[Collected data]
• • • • •

impl Session {
    pub fn new(session_type: SessionType) -> Self {
        Self {
            session_number: 1,
            start_sector: 0,
            first_track: 1,
            session_type,
            mcn: None,
            cdtext: None,
            leadout_length: 0,
            tracks: Vec::new(),
        }
    }

    pub fn session_number(&self) -> i32 {
        self.session_number
    }

    pub fn set_session_number(&mut self, number: i32) {
        self.session_number = number;
    }

    pub fn start_sector(&self) -> i32 {
        self.start_sector
    }

    pub fn set_start_sector(&mut self, start: i32) {
        self.start_sector = start;
        self.relayout();
    }

    pub fn first_track(&self) -> i32 {
        self.first_track
    }

    pub fn set_first_track(&mut self, first_track: i32) {
        self.first_track = first_track;
        self.relayout();
    }

    pub fn session_type(&self) -> SessionType {
        self.session_type
    }

    pub fn set_session_type(&mut self, session_type: SessionType) {
        self.session_type = session_type;
    }

    pub fn mcn(&self) -> Option<&str> {
        self.mcn.as_deref()
    }

    pub fn set_mcn(&mut self, mcn: &str) {
        self.mcn = Some(mcn.to_string());
    }

    pub fn cdtext_data(&self) -> Option<&[u8]> {
        self.cdtext.as_deref()
    }

    pub fn set_cdtext_data(&mut self, data: Vec<u8>) {
        self.cdtext = Some(data);
    }

    pub fn leadout_length(&self) -> i32 {
        self.leadout_length
    }

    pub fn set_leadout_length(&mut self, length: i32) {
        self.leadout_length = length;
    }

    /// Length of all tracks, lead-out excluded
    pub fn tracks_length(&self) -> i32 {
        self.tracks.iter().map(Track::length).sum()
    }

    /// Session length: tracks plus lead-out
    pub fn length(&self) -> i32 {
        self.tracks_length() + self.leadout_length
    }

    /// Absolute start of the session's lead-out
    pub fn leadout_start(&self) -> i32 {
        self.start_sector + self.tracks_length()
    }

    pub fn number_of_tracks(&self) -> usize {
        self.tracks.len()
    }

    /// Append a track; numbering is assigned by relayout
    pub fn add_track_by_index(&mut self, track: Track) -> usize {
        self.tracks.push(track);
        self.relayout();
        self.tracks.len() - 1
    }

    /// Insert a track with an explicit number, keeping tracks sorted
    pub fn add_track_by_number(&mut self, number: i32, mut track: Track) -> usize {
        track.number = number;
        track.explicit_number = true;
        let pos = self.tracks.partition_point(|t| t.number < number);
        self.tracks.insert(pos, track);
        self.relayout();
        pos
    }

    /// Track by list position; negative indices count from the end
    pub fn track_by_index(&self, index: i32) -> Option<&Track> {
        let len = self.tracks.len() as i32;
        let idx = if index < 0 { len + index } else { index };
        if idx < 0 {
            return None;
        }
        self.tracks.get(idx as usize)
    }

    pub fn track_by_number(&self, number: i32) -> Option<&Track> {
        self.tracks.iter().find(|t| t.number == number)
    }

    pub fn track_by_number_mut(&mut self, number: i32) -> Option<&mut Track> {
        self.tracks.iter_mut().find(|t| t.number == number)
    }

    /// Track containing the absolute address
    pub fn track_by_address(&self, address: i32) -> Option<&Track> {
        self.tracks
            .iter()
            .find(|t| address >= t.start_sector && address < t.start_sector + t.length())
    }

    pub fn tracks(&self) -> &[Track] {
        &self.tracks
    }

    pub fn tracks_mut(&mut self) -> &mut [Track] {
        &mut self.tracks
    }

    /// Recompute track numbering and start sectors from this session's own
    /// base fields (standalone use; a parent disc overrides these)
    pub(crate) fn relayout(&mut self) {
        let mut cursor = self.start_sector;
        let mut number = self.first_track;
        for track in &mut self.tracks {
            if !track.explicit_number {
                track.number = number;
            }
            number = track.number + 1;
            track.session_number = self.session_number;
            track.start_sector = cursor;
            track.relayout_fragments();
            cursor += track.length();
        }
    }
}

// ============================================================================
// DPM
// ============================================================================

/// Density-per-minute data: per-block angular position and sector density
#[derive(Debug, Clone)]
pub struct DpmTable {
    start: i32,
    resolution: i32,
    /// Cumulative angular position, in rotations, at each block start
    angles: Vec<f64>,
    /// Degrees per sector within each block
    densities: Vec<f64>,
}

impl DpmTable {
    /// Build a table from per-block densities (degrees per sector)
    pub fn from_densities(start: i32, resolution: i32, densities: Vec<f64>) -> Self {
        let mut angles = Vec::with_capacity(densities.len());
        let mut angle = 0.0;
        for &density in &densities {
            angles.push(angle);
            angle += density * resolution as f64 / 360.0;
        }
        Self { start, resolution, angles, densities }
    }

    /// Angular position (rotations) and density (degrees/sector) at an
    /// address, or None when the address is outside the sampled range
    pub fn data_for_sector(&self, address: i32) -> Option<(f64, f64)> {
        if address < self.start || self.resolution <= 0 {
            return None;
        }
        let block = ((address - self.start) / self.resolution) as usize;
        if block >= self.densities.len() {
            return None;
        }
        let within = (address - self.start) % self.resolution;
        let density = self.densities[block];
        let angle = self.angles[block] + density * within as f64 / 360.0;
        Some((angle, density))
    }
}

// ============================================================================
// Disc
// ============================================================================

/// A whole disc: layout root plus sessions
pub struct Disc {
    medium_type: MediumType,
    filenames: Vec<PathBuf>,
    layout_start: i32,
    first_session: i32,
    first_track: i32,
    sessions: Vec<Session>,
    dpm: Option<DpmTable>,
    structures: HashMap<(u8, u8), Vec<u8>>,
}

impl std::fmt::Debug for Disc {
    fn fmt(&self, f: &mut std::fmt::Formatter<'_>) -> std::fmt::Result {
        f.debug_struct("Disc")
            .field("medium_type", &self.medium_type)
            .field("filenames", &self.filenames)
            .field("layout_start", &self.layout_start)
            .field("sessions", &self.sessions.len())
            .finish()
    }
}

• • • • •

TASK ITEM = Faithfully copy every entry, leaving nothing out.

RESULT FOR THIS TASK =
impl Session {
    pub fn new(session_type: SessionType) -> Self {
        Self {
            session_number: 1,
            start_sector: 0,
            first_track: 1,
            session_type,
            mcn: None,
            cdtext: None,
            leadout_length: 0,
            tracks: Vec::new(),
        }
    }

    pub fn session_number(&self) -> i32 {
        self.session_number
    }

    pub fn set_session_number(&mut self, number: i32) {
        self.session_number = number;
    }

    pub fn start_sector(&self) -> i32 {
        self.start_sector
    }

    pub fn set_start_sector(&mut self, start: i32) {
        self.start_sector = start;
        self.relayout();
    }

    pub fn first_track(&self) -> i32 {
        self.first_track
    }

    pub fn set_first_track(&mut self, first_track: i32) {
        self.first_track = first_track;
        self.relayout();
    }

    pub fn session_type(&self) -> SessionType {
        self.session_type
    }

    pub fn set_session_type(&mut self, session_type: SessionType) {
        self.session_type = session_type;
    }

    pub fn mcn(&self) -> Option<&str> {
        self.mcn.as_deref()
    }

    pub fn set_mcn(&mut self, mcn: &str) {
        self.mcn = Some(mcn.to_string());
    }

    pub fn cdtext_data(&self) -> Option<&[u8]> {
        self.cdtext.as_deref()
    }

    pub fn set_cdtext_data(&mut self, data: Vec<u8>) {
        self.cdtext = Some(data);
    }

    pub fn leadout_length(&self) -> i32 {
        self.leadout_length
    }

    pub fn set_leadout_length(&mut self, length: i32) {
        self.leadout_length = length;
    }

    /// Length of all tracks, lead-out excluded
    pub fn tracks_length(&self) -> i32 {
        self.tracks.iter().map(Track::length).sum()
    }

    /// Session length: tracks plus lead-out
    pub fn length(&self) -> i32 {
        self.tracks_length() + self.leadout_length
    }

    /// Absolute start of the session's lead-out
    pub fn leadout_start(&self) -> i32 {
        self.start_sector + self.tracks_length()
    }

    pub fn number_of_tracks(&self) -> usize {
        self.tracks.len()
    }

    /// Append a track; numbering is assigned by relayout
    pub fn add_track_by_index(&mut self, track: Track) -> usize {
        self.tracks.push(track);
        self.relayout();
        self.tracks.len() - 1
    }

    /// Insert a track with an explicit number, keeping tracks sorted
    pub fn add_track_by_number(&mut self, number: i32, mut track: Track) -> usize {
        track.number = number;
        track.explicit_number = true;
        let pos = self.tracks.partition_point(|t| t.number < number);
        self.tracks.insert(pos, track);
        self.relayout();
        pos
    }

    /// Track by list position; negative indices count from the end
    pub fn track_by_index(&self, index: i32) -> Option<&Track> {
        let len = self.tracks.len() as i32;
        let idx = if index < 0 { len + index } else { index };
        if idx < 0 {
            return None;
        }
        self.tracks.get(idx as usize)
    }

    pub fn track_by_number(&self, number: i32) -> Option<&Track> {
        self.tracks.iter().find(|t| t.number == number)
    }

    pub fn track_by_number_mut(&mut self, number: i32) -> Option<&mut Track> {
        self.tracks.iter_mut().find(|t| t.number == number)
    }

    /// Track containing the absolute address
    pub fn track_by_address(&self, address: i32) -> Option<&Track> {
        self.tracks
            .iter()
            .find(|t| address >= t.start_sector && address < t.start_sector + t.length())
    }

    pub fn tracks(&self) -> &[Track] {
        &self.tracks
    }

    pub fn tracks_mut(&mut self) -> &mut [Track] {
        &mut self.tracks
    }

    /// Recompute track numbering and start sectors from this session's own
    /// base fields (standalone use; a parent disc overrides these)
    pub(crate) fn relayout(&mut self) {
        let mut cursor = self.start_sector;
        let mut number = self.first_track;
        for track in &mut self.tracks {
            if !track.explicit_number {
                track.number = number;
            }
            number = track.number + 1;
            track.session_number = self.session_number;
            track.start_sector = cursor;
            track.relayout_fragments();
            cursor += track.length();
        }
    }
}

// ============================================================================
// DPM
// ============================================================================

/// Density-per-minute data: per-block angular position and sector density
#[derive(Debug, Clone)]
pub struct DpmTable {
    start: i32,
    resolution: i32,
    /// Cumulative angular position, in rotations, at each block start
    angles: Vec<f64>,
    /// Degrees per sector within each block
    densities: Vec<f64>,
}

impl DpmTable {
    /// Build a table from per-block densities (degrees per sector)
    pub fn from_densities(start: i32, resolution: i32, densities: Vec<f64>) -> Self {
        let mut angles = Vec::with_capacity(densities.len());
        let mut angle = 0.0;
        for &density in &densities {
            angles.push(angle);
            angle += density * resolution as f64 / 360.0;
        }
        Self { start, resolution, angles, densities }
    }

    /// Angular position (rotations) and density (degrees/sector) at an
    /// address, or None when the address is outside the sampled range
    pub fn data_for_sector(&self, address: i32) -> Option<(f64, f64)> {
        if address < self.start || self.resolution <= 0 {
            return None;
        }
        let block = ((address - self.start) / self.resolution) as usize;
        if block >= self.densities.len() {
            return None;
        }
        let within = (address - self.start) % self.resolution;
        let density = self.densities[block];
        let angle = self.angles[block] + density * within as f64 / 360.0;
        Some((angle, density))
    }
}

// ============================================================================
// Disc
// ============================================================================

/// A whole disc: layout root plus sessions
pub struct Disc {
    medium_type: MediumType,
    filenames: Vec<PathBuf>,
    layout_start: i32,
    first_session: i32,
    first_track: i32,
    sessions: Vec<Session>,
    dpm: Option<DpmTable>,
    structures: HashMap<(u8, u8), Vec<u8>>,
}

impl std::fmt::Debug for Disc {
    fn fmt(&self, f: &mut std::fmt::Formatter<'_>) -> std::fmt::Result {
        f.debug_struct("Disc")
            .field("medium_type", &self.medium_type)
            .field("filenames", &self.filenames)
            .field("layout_start", &self.layout_start)
            .field("sessions", &self.sessions.len())
            .finish()
    }
}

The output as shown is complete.